The containment and resolution required of built projects is not easy. The most obvious containers are budgets and the resolutions chiefly ones of economic viability. Communicable precision is necessary to enable the pieces to fit together, while a common understanding collapses differences. Does it collapse anything else?
In the effort to exercise a denial of closure, results sometimes appear as an uneasiness characterised by effectively hedging one’s bets. Ideally the effort is a more artful, generative embracing of ‘the other’ which stimulates new thought by disingenuous juxtaposition. Such raw connections are the fertile occasions of revelation — and of very funny jokes.

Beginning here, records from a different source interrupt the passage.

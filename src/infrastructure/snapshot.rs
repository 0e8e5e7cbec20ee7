//! Snapshot persistence
//!
//! The scraper ends a run by serializing everything it collected to a
//! timestamped JSON file; the loader starts one by reading a fixed-name
//! file of the same shape. Records travel as a plain JSON array.

use std::path::{Path, PathBuf};

use anyhow::{Context, Result};
use chrono::Utc;
use serde_json::Value;
use tokio::fs;
use tracing::{info, warn};

use crate::domain::product::ProductRecord;

/// Write the scraped records to `extracted_products_{timestamp}.json` in
/// the output directory. An empty run writes nothing and is not an error.
pub async fn save_snapshot(
    records: &[ProductRecord],
    output_dir: &Path,
) -> Result<Option<PathBuf>> {
    if records.is_empty() {
        warn!("⚠️  No products scraped, snapshot not written");
        return Ok(None);
    }

    if !output_dir.exists() {
        fs::create_dir_all(output_dir)
            .await
            .with_context(|| format!("Failed to create output directory: {output_dir:?}"))?;
    }

    let timestamp = Utc::now().format("%Y%m%d_%H%M%S");
    let path = output_dir.join(format!("extracted_products_{timestamp}.json"));

    let content =
        serde_json::to_string_pretty(records).context("Failed to serialize products")?;
    fs::write(&path, content)
        .await
        .with_context(|| format!("Failed to write snapshot: {path:?}"))?;

    info!("📁 Saved {} products to {:?}", records.len(), path);
    Ok(Some(path))
}

/// Read an interchange file back as raw JSON values.
///
/// A missing, unreadable, or malformed file is an error; an empty array is
/// not and is left to the caller, which halts before touching the store.
pub async fn load_snapshot(path: &Path) -> Result<Vec<Value>> {
    let content = fs::read_to_string(path)
        .await
        .with_context(|| format!("Error loading JSON file: {path:?}"))?;

    let records: Vec<Value> = serde_json::from_str(&content)
        .with_context(|| format!("Error loading JSON file: {path:?}"))?;

    Ok(records)
}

‘The other’ are the ethnic, religious and social minorities of our culture, easily identified in many talks given at the Australian Institute of Landscape Architects conference ‘96. The other as a particular quality of local variation is also identified in the influence on Australian culture of design internationalism, and the world exposure we received through the 1956 Melbourne Olympics — a point made in discussion of the Museum of Modern Art exhibition in ‘The Garden 1956’. The assessment of this regionalism as a cringing inadequacy, is speculated by queries raised as to the design opportunities of the Sydney 2000 Games in ‘Millenarianism’.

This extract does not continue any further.